Hans Haltmayer und Michael Gschwantler und ihr Projekt „Let’s End Hepatitis C in Vienna“
Hans Haltmayer forciert als Leiter der Suchthilfe Wien auch das „Jedermayr“ und wird über viele Jahre ärztlicher Leiter der Einrichtung. In dieser Zeit initiiert er auch weitere Projekte im Kontext mit der sozial-medizinischen Betreuung suchtkranker Menschen und dazu gehören insbesondere moderne Substitutionstherapien und die Behandlung der lebensbedrohlichen Krankheit Hepatitis C. Hepatitis C ist primär die sogenannte Junkie- oder Fixer-Krankheit, wo heroinabhängige Menschen beim Injizieren des „Stoffs“ schmutzige oder bereits von anderen Junkies verwendete Spritzen verwenden.
Zusammen mit Michael Gschwantler, Univ. Prof. und Leiter der 4. Med. Abt. für Gastroenterologie und Hepatologie am Wiener Wilhelminenspital organisiert Haltmayer das Projekt „Let’s End Hepatitis C in Vienna“. Die beiden Mediziner kombinieren die Substitutionsbehandlung von rund 6.500 Patienten mit einer damals neuartigen medikamentösen Behandlung von Hepatitis C (Anm. Sofosbuvir von Gilead Scienes) – und haben durchschlagenden Erfolg. Die Heilungsrate nach nur 3-monatiger Behandlungszeit beträgt 99,6 Prozent, das Projekt wird international als Best-Practice-Modell ausgezeichnet.

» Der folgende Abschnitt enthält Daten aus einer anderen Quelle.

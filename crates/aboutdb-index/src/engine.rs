//! Index dispatch: feeds field writes into matching tables and answers
//! value lookups.

use aboutdb_types::{FieldValue, Scalar};
use tracing::{debug, info};

use crate::backend::{IndexBackend, IndexRow, RowInsert};
use crate::definition::IndexDefinition;
use crate::error::{IndexError, IndexResult};
use crate::memory::InMemoryIndexBackend;

/// One field write, as seen by the index engine.
#[derive(Clone, Copy, Debug)]
pub struct FieldWrite<'a> {
    pub identity: &'a str,
    /// Schema of the object at the time of the write.
    pub schema: Option<&'a str>,
    pub field: &'a str,
    pub value: &'a FieldValue,
}

/// Identities matching a lookup, in table insertion order.
///
/// The matching ids are read from the backend when the lookup runs;
/// iteration only walks the collected list, so later writes are not seen.
#[derive(Debug, Default)]
pub struct Lookup {
    ids: std::vec::IntoIter<String>,
}

impl Lookup {
    fn new(ids: Vec<String>) -> Self {
        Self {
            ids: ids.into_iter(),
        }
    }
}

impl Iterator for Lookup {
    type Item = String;

    fn next(&mut self) -> Option<String> {
        self.ids.next()
    }

    fn size_hint(&self) -> (usize, Option<usize>) {
        self.ids.size_hint()
    }
}

impl ExactSizeIterator for Lookup {}

/// Owns the index definitions and the backend holding their tables.
pub struct IndexEngine {
    definitions: Vec<IndexDefinition>,
    backend: Box<dyn IndexBackend>,
}

impl IndexEngine {
    /// Create an engine over the given backend.
    pub fn new(backend: Box<dyn IndexBackend>) -> Self {
        Self {
            definitions: Vec::new(),
            backend,
        }
    }

    /// Create an engine with in-memory tables.
    pub fn in_memory() -> Self {
        Self::new(Box::new(InMemoryIndexBackend::new()))
    }

    /// All definitions, in definition order.
    pub fn definitions(&self) -> &[IndexDefinition] {
        &self.definitions
    }

    /// Register a definition and create its table.
    pub fn define(&mut self, definition: IndexDefinition) -> IndexResult<()> {
        self.define_with(definition, &[]).map(|_| ())
    }

    /// Register a definition and index the given existing writes into it.
    ///
    /// Either the table is created with every back-filled row, or nothing
    /// changes. Returns the number of back-filled rows.
    pub fn define_with(
        &mut self,
        definition: IndexDefinition,
        existing: &[FieldWrite<'_>],
    ) -> IndexResult<usize> {
        let table = definition.table_name()?;
        if self
            .definitions
            .iter()
            .any(|d| d.table_name().is_ok_and(|t| t == table))
        {
            return Err(IndexError::DuplicateIndex(table));
        }
        // Lookups dispatch on (schema, name), so that pair must be unique too.
        if self
            .definitions
            .iter()
            .any(|d| d.answers(definition.schema(), definition.name()))
        {
            return Err(IndexError::DuplicateIndex(match definition.schema() {
                Some(schema) => format!("{schema}/{}", definition.name()),
                None => definition.name().to_string(),
            }));
        }

        let mut rows = Vec::new();
        for write in existing
            .iter()
            .filter(|w| definition.handles(w.schema, w.field))
        {
            plan_rows(&definition, &table, write, &mut rows)?;
        }

        self.backend.create_table(&table, definition.kind())?;
        if let Err(e) = self.backend.insert_rows(&rows) {
            self.backend.drop_table(&table)?;
            return Err(e);
        }

        info!(
            table = %table,
            schema = ?definition.schema(),
            field = definition.field(),
            backfilled = rows.len(),
            "index defined"
        );
        self.definitions.push(definition);
        Ok(rows.len())
    }

    /// Feed a field write into every matching definition.
    ///
    /// Multi-values produce one row per element. If any element fails to
    /// derive, no row is written. Returns the number of rows written.
    pub fn index(
        &mut self,
        identity: &str,
        schema: Option<&str>,
        field: &str,
        value: &FieldValue,
    ) -> IndexResult<usize> {
        let write = FieldWrite {
            identity,
            schema,
            field,
            value,
        };
        let rows = self.plan(&write)?;
        self.commit(&rows)?;
        Ok(rows.len())
    }

    /// Compute the rows a write would produce without inserting them.
    pub fn plan(&self, write: &FieldWrite<'_>) -> IndexResult<Vec<RowInsert>> {
        let mut rows = Vec::new();
        for definition in self
            .definitions
            .iter()
            .filter(|d| d.handles(write.schema, write.field))
        {
            let table = definition.table_name()?;
            plan_rows(definition, &table, write, &mut rows)?;
        }
        Ok(rows)
    }

    /// Insert rows produced by [`plan`](Self::plan) as one unit.
    pub fn commit(&mut self, rows: &[RowInsert]) -> IndexResult<()> {
        if rows.is_empty() {
            return Ok(());
        }
        debug!(rows = rows.len(), "index rows");
        self.backend.insert_rows(rows)
    }

    /// The definition a lookup of (`schema`, `name`) dispatches to.
    ///
    /// An exact schema match wins over a schema-independent definition of the
    /// same name.
    pub fn resolve(&self, schema: Option<&str>, name: &str) -> Option<&IndexDefinition> {
        let exact = schema.and_then(|_| self.definitions.iter().find(|d| d.answers(schema, name)));
        exact.or_else(|| self.definitions.iter().find(|d| d.answers(None, name)))
    }

    /// Identities whose indexed value equals `value`.
    ///
    /// An unindexed (schema, name) pair yields an empty lookup.
    pub fn lookup(&self, schema: Option<&str>, name: &str, value: &Scalar) -> IndexResult<Lookup> {
        let Some(definition) = self.resolve(schema, name) else {
            debug!(?schema, name, "lookup on unindexed field");
            return Ok(Lookup::default());
        };
        let value = definition.coerce(value)?;
        let ids = self.backend.select_ids(&definition.table_name()?, &value)?;
        debug!(?schema, name, %value, hits = ids.len(), "lookup");
        Ok(Lookup::new(ids))
    }

    /// Whether a schema-independent index covers `field`.
    pub fn handles_field(&self, field: &str) -> bool {
        self.definitions.iter().any(|d| d.handles_field(field))
    }

    /// Most recently indexed value of `field` for `identity`, read from the
    /// schema-independent index on that field.
    pub fn value_for(&self, identity: &str, field: &str) -> IndexResult<Option<Scalar>> {
        match self.definitions.iter().find(|d| d.handles_field(field)) {
            Some(definition) => self
                .backend
                .latest_value(&definition.table_name()?, identity),
            None => Ok(None),
        }
    }

    /// Every row of the table owned by a definition.
    pub fn rows(&self, definition: &IndexDefinition) -> IndexResult<Vec<IndexRow>> {
        self.backend.rows(&definition.table_name()?)
    }
}

fn plan_rows(
    definition: &IndexDefinition,
    table: &str,
    write: &FieldWrite<'_>,
    rows: &mut Vec<RowInsert>,
) -> IndexResult<()> {
    for element in write.value.elements() {
        rows.push(RowInsert {
            table: table.to_string(),
            identity: write.identity.to_string(),
            value: definition.derive(element)?,
        });
    }
    Ok(())
}

impl std::fmt::Debug for IndexEngine {
    fn fmt(&self, f: &mut std::fmt::Formatter<'_>) -> std::fmt::Result {
        f.debug_struct("IndexEngine")
            .field("definitions", &self.definitions)
            .finish()
    }
}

Das Goldene Ehrenzeichen für Verdienste um die Stadt Wien
Letzten Jänner erhält Hans Haltmayer von Peter Hacker das Goldene Ehrenzeichen für Verdienste um die Stadt Wien. Der Wiener Gesundheitsstadtrat reagiert nun entsprechend traurig auf das Ableben: „Der Tod von Hans Haltmayer macht mich sehr betroffen. Die Stadt Wien verliert einen Vorreiter und wichtigen Gestalter ihrer Sucht- und Drogenarbeit. Viele niederschwellige Angebote für suchtkranke Menschen und der erfolgreiche Kampf gegen Hepatitis C tragen seine Handschrift“, so Peter Hacker.
Neben seiner langjährigen sozial-medizinischen Tätigkeit rund um die Betreuung suchtkranker Menschen in Wien hat Hans Haltmayer aber auch viele Jahre in seiner Ordination als ärztlicher Therapeut gewirkt und dabei vielen Menschen Rat, Halt und neue Kraft gegeben. Und dies nicht nur zum Thema Sucht, sondern auch zum so schwierigen Thema Borderline im familiären Umfeld, wo er ebenso Experte war. Hans Haltmayer ist am 24. April nach kurzer schwerer Krankheit verstorben. Bezeichnend für sein Engagement für seine Patienten ist, dass er noch am 17. April einen abendlichen Therapietermin wahrnahm und einem Patienten abermals neue Kraft vermittelte.